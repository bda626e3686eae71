//! Strongly-typed value objects used by domain entities.
//!
//! These wrappers enforce basic invariants (e.g., non-empty identifiers,
//! normalized/validated email, E.164 phone numbers) so that once a value
//! reaches the domain layer it can be treated as trusted.
use std::fmt::{Display, Formatter};
use std::ops::{Add, Deref, Sub};
use std::str::FromStr;

use chrono::NaiveTime;
use phonenumber::{Mode, country, parse};
use serde::{Deserialize, Deserializer, Serialize, Serializer};
use thiserror::Error;
use validator::ValidateEmail;

/// Errors produced when attempting to construct a constrained value object.
#[derive(Debug, Error, PartialEq, Eq)]
pub enum TypeConstraintError {
    /// Provided email failed format validation.
    #[error("invalid email address")]
    InvalidEmail,
    /// Provided string contained no non-whitespace characters.
    #[error("value cannot be empty")]
    EmptyString,
    /// Provided value failed custom validation.
    #[error("invalid value: {0}")]
    InvalidValue(String),
    /// Phone number did not meet expected format.
    #[error("invalid phone number")]
    InvalidPhone,
    /// Amount was not a finite number.
    #[error("invalid amount")]
    InvalidAmount,
    /// Time of day was not in `HH:MM` form.
    #[error("invalid time of day")]
    InvalidTime,
}

/// Region assumed for phone numbers written without a country prefix.
pub const DEFAULT_PHONE_REGION: country::Id = country::Id::BR;

/// Normalizes and validates an email string.
fn normalize_email<S: Into<String>>(email: S) -> Result<String, TypeConstraintError> {
    let normalized = email.into().trim().to_lowercase();
    if normalized.validate_email() {
        Ok(normalized)
    } else {
        Err(TypeConstraintError::InvalidEmail)
    }
}

/// Macro to generate lightweight newtypes for string identifiers.
macro_rules! id_newtype {
    ($name:ident, $doc:expr) => {
        #[doc = $doc]
        #[derive(Clone, Debug, Serialize, Deserialize, PartialEq, Eq, PartialOrd, Ord, Hash)]
        pub struct $name(String);

        impl $name {
            /// Creates a new identifier ensuring it is not blank.
            pub fn new<S: Into<String>>(value: S) -> Result<Self, TypeConstraintError> {
                let value = value.into();
                if value.trim().is_empty() {
                    Err(TypeConstraintError::EmptyString)
                } else {
                    Ok(Self(value))
                }
            }

            /// Wraps a value already known to be non-blank (seed data, generated ids).
            pub(crate) fn from_trusted<S: Into<String>>(value: S) -> Self {
                Self(value.into())
            }

            /// Borrow the identifier as a `&str`.
            pub fn as_str(&self) -> &str {
                &self.0
            }
        }

        impl Display for $name {
            fn fmt(&self, f: &mut Formatter<'_>) -> std::fmt::Result {
                write!(f, "{}", self.0)
            }
        }

        impl TryFrom<String> for $name {
            type Error = TypeConstraintError;

            fn try_from(value: String) -> Result<Self, Self::Error> {
                Self::new(value)
            }
        }

        impl TryFrom<&str> for $name {
            type Error = TypeConstraintError;

            fn try_from(value: &str) -> Result<Self, Self::Error> {
                Self::new(value)
            }
        }

        impl From<$name> for String {
            fn from(value: $name) -> Self {
                value.0
            }
        }
    };
}

id_newtype!(PlanId, "Unique identifier for a subscription plan.");
id_newtype!(BarberId, "Identifier of a barber in the static catalog.");
id_newtype!(ServiceId, "Identifier of a service in the static catalog.");
id_newtype!(UserId, "Identifier attached to a signed-in user.");
id_newtype!(AppointmentId, "Identifier of a scheduled appointment.");

/// Lower-cased and validated email address.
#[derive(Clone, Debug, Serialize, Deserialize, PartialEq, Eq, Hash)]
pub struct UserEmail(String);

impl UserEmail {
    /// Validates and normalizes an email string.
    pub fn new<S: Into<String>>(email: S) -> Result<Self, TypeConstraintError> {
        let normalized = normalize_email(email)?;
        Ok(Self(normalized))
    }

    /// Borrow the email as a `&str`.
    pub fn as_str(&self) -> &str {
        &self.0
    }

    /// Convert into the owned inner `String`.
    pub fn into_inner(self) -> String {
        self.0
    }
}

impl Display for UserEmail {
    fn fmt(&self, f: &mut Formatter<'_>) -> std::fmt::Result {
        write!(f, "{}", self.0)
    }
}

impl TryFrom<&str> for UserEmail {
    type Error = TypeConstraintError;

    fn try_from(value: &str) -> Result<Self, Self::Error> {
        Self::new(value)
    }
}

/// Wrapper for non-empty, trimmed strings.
#[derive(Clone, Debug, Serialize, Deserialize, PartialEq, Eq, Hash)]
pub struct NonEmptyString(String);

impl NonEmptyString {
    /// Trims whitespace and rejects empty inputs.
    pub fn new<S: Into<String>>(value: S) -> Result<Self, TypeConstraintError> {
        let trimmed = value.into().trim().to_string();
        if trimmed.is_empty() {
            return Err(TypeConstraintError::EmptyString);
        }
        Ok(Self(trimmed))
    }

    /// Borrow the inner string.
    pub fn as_str(&self) -> &str {
        &self.0
    }

    /// Consume the wrapper returning the owned string.
    pub fn into_inner(self) -> String {
        self.0
    }
}

macro_rules! non_empty_string_newtype {
    ($name:ident, $doc:expr) => {
        #[doc = $doc]
        #[derive(Clone, Debug, Serialize, Deserialize, PartialEq, Eq, PartialOrd, Ord, Hash)]
        pub struct $name(String);

        impl $name {
            /// Constructs a trimmed, non-empty value.
            pub fn new<S: Into<String>>(value: S) -> Result<Self, TypeConstraintError> {
                let inner = NonEmptyString::new(value)?;
                Ok(Self(inner.into_inner()))
            }

            /// Borrow the value as a string slice.
            pub fn as_str(&self) -> &str {
                &self.0
            }

            /// Consume the wrapper and return the owned string.
            pub fn into_inner(self) -> String {
                self.0
            }
        }

        impl Deref for $name {
            type Target = str;

            fn deref(&self) -> &Self::Target {
                &self.0
            }
        }

        impl Display for $name {
            fn fmt(&self, f: &mut Formatter<'_>) -> std::fmt::Result {
                write!(f, "{}", self.0)
            }
        }

        impl TryFrom<&str> for $name {
            type Error = TypeConstraintError;

            fn try_from(value: &str) -> Result<Self, Self::Error> {
                Self::new(value)
            }
        }
    };
}

non_empty_string_newtype!(UserName, "Display name of a user enforcing non-empty values.");

non_empty_string_newtype!(Password, "Raw password as typed into a login form.");

/// Normalizes a phone number string to E.164 format.
pub fn normalize_phone_to_e164(value: &str) -> Result<String, TypeConstraintError> {
    let trimmed = value.trim();
    if trimmed.is_empty() {
        return Err(TypeConstraintError::EmptyString);
    }
    let parsed = parse(Some(DEFAULT_PHONE_REGION), trimmed)
        .map_err(|_| TypeConstraintError::InvalidPhone)?;
    Ok(parsed.format().mode(Mode::E164).to_string())
}

/// Normalized phone number wrapper (expected E.164).
#[derive(Clone, Debug, Serialize, Deserialize, PartialEq, Eq, Hash)]
pub struct PhoneNumber(String);

impl PhoneNumber {
    /// Constructs a phone number ensuring it is valid and normalizes to E.164 format.
    pub fn new<S: Into<String>>(value: S) -> Result<Self, TypeConstraintError> {
        let normalized = normalize_phone_to_e164(&value.into())?;
        Ok(Self(normalized))
    }

    pub fn as_str(&self) -> &str {
        &self.0
    }

    pub fn into_inner(self) -> String {
        self.0
    }
}

impl Display for PhoneNumber {
    fn fmt(&self, f: &mut Formatter<'_>) -> std::fmt::Result {
        write!(f, "{}", self.0)
    }
}

/// Monetary amount in Brazilian reais, held as whole centavos.
///
/// Serialized as a plain JSON number (`80` or `80.5`) so persisted snapshots
/// keep the decimal layout used by the booking front-end.
#[derive(Clone, Copy, Debug, Default, PartialEq, Eq, PartialOrd, Ord, Hash)]
pub struct Money(i64);

impl Money {
    pub const ZERO: Money = Money(0);

    /// Builds an amount from whole centavos.
    pub const fn from_cents(cents: i64) -> Self {
        Self(cents)
    }

    /// Builds an amount from a decimal value, rounding to the nearest centavo.
    ///
    /// Values whose centavo count does not fit in an `i64` are rejected.
    pub fn from_decimal(value: f64) -> Result<Self, TypeConstraintError> {
        let cents = (value * 100.0).round();
        if !cents.is_finite() || cents < i64::MIN as f64 || cents >= i64::MAX as f64 {
            return Err(TypeConstraintError::InvalidAmount);
        }
        Ok(Self(cents as i64))
    }

    pub const fn cents(self) -> i64 {
        self.0
    }

    pub fn as_decimal(self) -> f64 {
        self.0 as f64 / 100.0
    }
}

impl Add for Money {
    type Output = Money;

    fn add(self, rhs: Money) -> Money {
        Money(self.0.saturating_add(rhs.0))
    }
}

impl Sub for Money {
    type Output = Money;

    fn sub(self, rhs: Money) -> Money {
        Money(self.0.saturating_sub(rhs.0))
    }
}

impl Display for Money {
    /// Formats as `R$ 1.234,56`.
    fn fmt(&self, f: &mut Formatter<'_>) -> std::fmt::Result {
        let sign = if self.0 < 0 { "-" } else { "" };
        let abs = self.0.unsigned_abs();
        let reais = (abs / 100).to_string();
        let centavos = abs % 100;

        let mut grouped = String::with_capacity(reais.len() + reais.len() / 3);
        for (i, digit) in reais.chars().enumerate() {
            if i > 0 && (reais.len() - i) % 3 == 0 {
                grouped.push('.');
            }
            grouped.push(digit);
        }

        write!(f, "{sign}R$ {grouped},{centavos:02}")
    }
}

impl Serialize for Money {
    fn serialize<S: Serializer>(&self, serializer: S) -> Result<S::Ok, S::Error> {
        serializer.serialize_f64(self.as_decimal())
    }
}

impl<'de> Deserialize<'de> for Money {
    fn deserialize<D: Deserializer<'de>>(deserializer: D) -> Result<Self, D::Error> {
        let value = f64::deserialize(deserializer)?;
        Money::from_decimal(value).map_err(serde::de::Error::custom)
    }
}

/// Time of day at minute precision, written as `HH:MM`.
#[derive(Clone, Copy, Debug, PartialEq, Eq, PartialOrd, Ord, Hash)]
pub struct SlotTime(NaiveTime);

impl SlotTime {
    pub fn from_hm(hour: u32, minute: u32) -> Result<Self, TypeConstraintError> {
        NaiveTime::from_hms_opt(hour, minute, 0)
            .map(Self)
            .ok_or(TypeConstraintError::InvalidTime)
    }

    pub fn time(self) -> NaiveTime {
        self.0
    }
}

impl Display for SlotTime {
    fn fmt(&self, f: &mut Formatter<'_>) -> std::fmt::Result {
        write!(f, "{}", self.0.format("%H:%M"))
    }
}

impl FromStr for SlotTime {
    type Err = TypeConstraintError;

    fn from_str(s: &str) -> Result<Self, Self::Err> {
        NaiveTime::parse_from_str(s.trim(), "%H:%M")
            .map(Self)
            .map_err(|_| TypeConstraintError::InvalidTime)
    }
}

impl Serialize for SlotTime {
    fn serialize<S: Serializer>(&self, serializer: S) -> Result<S::Ok, S::Error> {
        serializer.collect_str(self)
    }
}

impl<'de> Deserialize<'de> for SlotTime {
    fn deserialize<D: Deserializer<'de>>(deserializer: D) -> Result<Self, D::Error> {
        let raw = String::deserialize(deserializer)?;
        raw.parse().map_err(serde::de::Error::custom)
    }
}

#[cfg(test)]
mod tests {
    use super::*;

    #[test]
    fn money_formats_with_brazilian_separators() {
        assert_eq!(Money::from_cents(8000).to_string(), "R$ 80,00");
        assert_eq!(Money::from_cents(123456).to_string(), "R$ 1.234,56");
        assert_eq!(Money::from_cents(-2050).to_string(), "-R$ 20,50");
    }

    #[test]
    fn money_round_trips_as_json_number() {
        let money: Money = serde_json::from_str("80").unwrap();
        assert_eq!(money, Money::from_cents(8000));
        assert_eq!(serde_json::to_string(&Money::from_cents(8050)).unwrap(), "80.5");
        assert!(Money::from_decimal(f64::NAN).is_err());
    }

    #[test]
    fn money_rejects_amounts_beyond_centavo_range() {
        assert!(matches!(
            Money::from_decimal(1e30),
            Err(TypeConstraintError::InvalidAmount)
        ));
        assert!(Money::from_decimal(-1e30).is_err());
        assert!(Money::from_decimal(f64::INFINITY).is_err());
        assert!(serde_json::from_str::<Money>("1e30").is_err());
        assert_eq!(
            Money::from_decimal(1_000_000.25).unwrap(),
            Money::from_cents(100_000_025)
        );
    }

    #[test]
    fn money_arithmetic_saturates() {
        let max = Money::from_cents(i64::MAX);
        let min = Money::from_cents(i64::MIN);
        assert_eq!(max - min, max);
        assert_eq!(min - max, min);
        assert_eq!(max + Money::from_cents(1), max);
        assert_eq!(
            Money::from_cents(500) - Money::from_cents(200),
            Money::from_cents(300)
        );
    }

    #[test]
    fn slot_time_parses_hour_minute() {
        let time: SlotTime = "09:30".parse().unwrap();
        assert_eq!(time, SlotTime::from_hm(9, 30).unwrap());
        assert_eq!(time.to_string(), "09:30");
        assert!("9h30".parse::<SlotTime>().is_err());
    }

    #[test]
    fn email_is_trimmed_and_lowercased() {
        let email = UserEmail::new("  Julin@Barbearia.com ").unwrap();
        assert_eq!(email.as_str(), "julin@barbearia.com");
        assert_eq!(UserEmail::new("nope"), Err(TypeConstraintError::InvalidEmail));
    }

    #[test]
    fn phone_defaults_to_brazilian_region() {
        let phone = PhoneNumber::new("(11) 99999-9999").unwrap();
        assert_eq!(phone.as_str(), "+5511999999999");
        assert!(PhoneNumber::new("   ").is_err());
    }

    #[test]
    fn ids_reject_blank_values() {
        assert!(PlanId::new("basic").is_ok());
        assert_eq!(PlanId::new("  "), Err(TypeConstraintError::EmptyString));
    }
}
==*==
Wherever the string "validated" appears in the data above, copy the line it sits in.

//! normalized/validated email, E.164 phone numbers) so that once a value
/// Lower-cased and validated email address.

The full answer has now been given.